//! Grader Core
//!
//! Boots a kernel under an emulator, attaches GDB to the emulator's remote stub and
//! drives both processes as one event stream so lab tests can assert on breakpoint
//! hits, register state and console text within a deadline.

pub mod breakpoints;
pub mod config;
pub mod error;
pub mod gdb;
pub mod matcher;
pub mod mi;
pub mod monitor;
pub mod output;
pub mod report;
pub mod runner;
pub mod session;
pub mod suite;
pub mod symbols;
pub mod target;
pub mod transcript;

// Re-export commonly used types
pub use breakpoints::{BreakpointRegistry, Hits, Location};
pub use config::{ColorMode, GraderConfig};
pub use error::{assert_equal, GraderError, TestFailure};
pub use gdb::Debugger;
pub use matcher::OutputMatcher;
pub use runner::{RunMode, RunOptions, RunReport, Runner};
pub use session::{Phase, RunSession};
pub use suite::{Scoreboard, TestSuite};
pub use symbols::SymbolTable;

pub use futures_util::future::BoxFuture;
pub use futures_util::FutureExt;

/// Result type alias using GraderError
pub type Result<T> = std::result::Result<T, GraderError>;

/// What a callback asks the monitoring loop to do next.
///
/// `Stop` ends the run early. The run still succeeds unless a failure was already
/// recorded.
#[derive(Debug, Clone, Copy, PartialEq, Eq)]
pub enum Control {
    Continue,
    Stop,
}

impl Control {
    pub fn is_stop(self) -> bool {
        matches!(self, Control::Stop)
    }

    /// Combines the verdicts of several callbacks that saw the same event.
    pub fn merge(self, other: Control) -> Control {
        if self.is_stop() || other.is_stop() {
            Control::Stop
        } else {
            Control::Continue
        }
    }
}

/// Outcome of a breakpoint callback or output observer.
pub type CallbackResult = Result<Control>;
#[tokio::test]
async fn console_run_stops_on_line() {
    let lab = Lab::new("hello");
    let script = format!(
        "trap 'echo target-term >> \"{}\"; exit 0' TERM; printf 'OpenSBI\\n'; sleep 0.5; \
         printf 'Hello, ZJU OS 2025!\\n'; sleep 30",
        lab.log.display()
    );
    let runner = Runner::new(lab.config(&script, &[]));

    let report = runner
        .run(
            console_run(Duration::from_secs(5)),
            vec![stop_on_line("Hello, ZJU OS 2025!").expect("valid pattern")],
        )
        .await
        .expect("hello line ends the run");

    assert!(report.output.contains("Hello, ZJU OS 2025!"));
    report.match_lines(&["^OpenSBI"], &["panic"]).expect("clean output");
    assert!(report.elapsed < Duration::from_secs(5));
}

#[tokio::test]
async fn occupied_stub_port_is_fatal() {
    let lab = Lab::new("port-in-use");
    let listener = std::net::TcpListener::bind("127.0.0.1:0").expect("bind");
    let mut config = lab.config(&lab.target("ready\\n"), &[]);
    config.gdb_port = listener.local_addr().expect("addr").port();
    let runner = Runner::new(config);

    let err = runner
        .run(debugger_run(Duration::from_secs(5)), vec![on_breakpoint("printk", 1)])
        .await
        .expect_err("port is taken");

    assert!(matches!(err, GraderError::PortInUse { .. }));
    assert!(err.is_fatal());
    assert!(lab.events().is_empty());
}

#[tokio::test]
async fn refused_connection_reports_target_output() {
    let lab = Lab::new("attach-refused");
    let runner = Runner::new(lab.config(&lab.target("ready\\n"), &["--connect=fail"]));

    let err = runner
        .run(debugger_run(Duration::from_secs(5)), vec![on_breakpoint("printk", 1)])
        .await
        .expect_err("stub refuses");

    match &err {
        GraderError::Attach { output, .. } => assert!(output.contains("ready")),
        other => panic!("unexpected error: {other}"),
    }
    assert!(err.is_fatal());
    assert!(lab.position("-gdb-exit") < lab.position("target-term"));
}

#[tokio::test]
async fn panicking_callback_still_tears_down() {
    let lab = Lab::new("panic");
    let runner = Runner::new(lab.config(&lab.target("ready\\n"), &[&stop_at(PRINTK)]));

    let outcome = AssertUnwindSafe(runner.run(
        debugger_run(Duration::from_secs(5)),
        vec![call_on_breakpoint("printk", 1, |gdb: &mut Debugger| explode(gdb).boxed())],
    ))
    .catch_unwind()
    .await;

    assert!(outcome.is_err());
    let debugger_closed = lab.position("-gdb-exit").expect("debugger closed");
    let target_closed = lab.position("target-term").expect("target terminated");
    assert!(debugger_closed < target_closed);
}
use std::collections::BTreeSet;

use regex::Regex;

use crate::config::{Color, ColorMode};
use crate::error::{GraderError, TestFailure};
use crate::Control;

const CONTEXT_LINES: usize = 2;
const TAIL_LINES: usize = 5;

/// Line-oriented regex checks over one run's console output.
///
/// Each required pattern is satisfied by the first line it matches, and a line
/// satisfies at most one pattern. Any line matching a forbidden pattern is a
/// violation no matter what else matched.
#[derive(Debug, Clone, Default)]
pub struct OutputMatcher {
    required: Vec<Regex>,
    pending: Vec<usize>,
    forbidden: Vec<Regex>,
    stop_when_satisfied: bool,
    color: ColorMode,
    partial: Vec<u8>,
    lines: Vec<String>,
    good: BTreeSet<usize>,
    bad: BTreeSet<usize>,
}

impl OutputMatcher {
    pub fn new() -> Self {
        Self {
            color: ColorMode::Never,
            ..Self::default()
        }
    }

    pub fn require_all<I, S>(mut self, patterns: I) -> Result<Self, GraderError>
    where
        I: IntoIterator<Item = S>,
        S: AsRef<str>,
    {
        for pattern in patterns {
            self.pending.push(self.required.len());
            self.required.push(Regex::new(pattern.as_ref())?);
        }
        Ok(self)
    }

    pub fn forbid_any<I, S>(mut self, patterns: I) -> Result<Self, GraderError>
    where
        I: IntoIterator<Item = S>,
        S: AsRef<str>,
    {
        for pattern in patterns {
            self.forbidden.push(Regex::new(pattern.as_ref())?);
        }
        Ok(self)
    }

    /// Ask the run to stop as soon as every required pattern matched cleanly.
    pub fn stop_when_satisfied(mut self) -> Self {
        self.stop_when_satisfied = true;
        self
    }

    pub fn colored(mut self, color: ColorMode) -> Self {
        self.color = color;
        self
    }

    /// Checks every complete line in `chunk`; a trailing partial line waits for the
    /// next chunk.
    pub fn feed(&mut self, chunk: &[u8]) -> Control {
        self.partial.extend_from_slice(chunk);
        while let Some(newline) = self.partial.iter().position(|b| *b == b'\n') {
            let rest = self.partial.split_off(newline + 1);
            let line = std::mem::replace(&mut self.partial, rest);
            self.check_line(&line[..newline]);
        }

        if self.stop_when_satisfied && self.is_satisfied() {
            Control::Stop
        } else {
            Control::Continue
        }
    }

    /// Checks whatever is left after the last newline as a final line.
    pub fn finish(&mut self) {
        if !self.partial.is_empty() {
            let line = std::mem::take(&mut self.partial);
            self.check_line(&line);
        }
    }

    fn check_line(&mut self, raw: &[u8]) {
        let text = String::from_utf8_lossy(raw);
        let line = text.trim_end_matches('\r');
        let lineno = self.lines.len();

        if let Some(pos) = self
            .pending
            .iter()
            .position(|&idx| self.required[idx].is_match(line))
        {
            self.pending.remove(pos);
            self.good.insert(lineno);
        }
        if self.forbidden.iter().any(|re| re.is_match(line)) {
            self.bad.insert(lineno);
        }
        self.lines.push(line.to_string());
    }

    /// All required patterns matched and no forbidden line was seen.
    pub fn is_satisfied(&self) -> bool {
        self.pending.is_empty() && self.bad.is_empty()
    }

    pub fn missing(&self) -> Vec<&str> {
        self.pending.iter().map(|&idx| self.required[idx].as_str()).collect()
    }

    pub fn violations(&self) -> Vec<&str> {
        self.bad.iter().map(|&n| self.lines[n].as_str()).collect()
    }

    pub fn verify(&mut self) -> Result<(), TestFailure> {
        self.finish();
        if self.is_satisfied() {
            Ok(())
        } else {
            Err(TestFailure::new(self.diagnostic()))
        }
    }

    /// Windowed view of the output around matched and forbidden lines, followed by
    /// every pattern still missing.
    pub fn diagnostic(&self) -> String {
        let total = self.lines.len();
        let mut show = BTreeSet::new();
        for &lineno in self.good.union(&self.bad) {
            let first = lineno.saturating_sub(CONTEXT_LINES);
            let last = (lineno + CONTEXT_LINES).min(total.saturating_sub(1));
            show.extend(first..=last);
        }
        if !self.pending.is_empty() {
            show.extend(total.saturating_sub(TAIL_LINES)..total);
        }

        let mut out = Vec::new();
        let mut next_expected = 0;
        let mut last_shown = None;
        for lineno in show {
            if lineno >= total {
                continue;
            }
            if lineno != next_expected {
                out.push("...".to_string());
            }
            let marker = if self.bad.contains(&lineno) {
                self.color.paint(Color::Red, "BAD ")
            } else if self.good.contains(&lineno) {
                self.color.paint(Color::Green, "GOOD")
            } else {
                "    ".to_string()
            };
            out.push(format!("{marker} {}", self.lines[lineno]));
            next_expected = lineno + 1;
            last_shown = Some(lineno);
        }
        if total > 0 && last_shown != Some(total - 1) {
            out.push("...".to_string());
        }
        if !self.bad.is_empty() {
            out.push("unexpected lines in output".to_string());
        }
        for pattern in self.missing() {
            out.push(format!("{} '{pattern}'", self.color.paint(Color::Red, "MISSING")));
        }
        out.join("\n")
    }
}

/// Checks complete `text` against required and forbidden patterns.
pub fn assert_lines_match(
    text: &str,
    required: &[&str],
    forbidden: &[&str],
) -> Result<(), GraderError> {
    let mut matcher = OutputMatcher::new()
        .require_all(required)?
        .forbid_any(forbidden)?;
    matcher.feed(text.as_bytes());
    matcher.verify()?;
    Ok(())
}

◆ ◆ ◆ ◆

EXERCISE BRIEF: Take each line of the material above that holds the string "symbols" and copy it.

FINAL ANSWER:
pub mod symbols;
pub use symbols::SymbolTable;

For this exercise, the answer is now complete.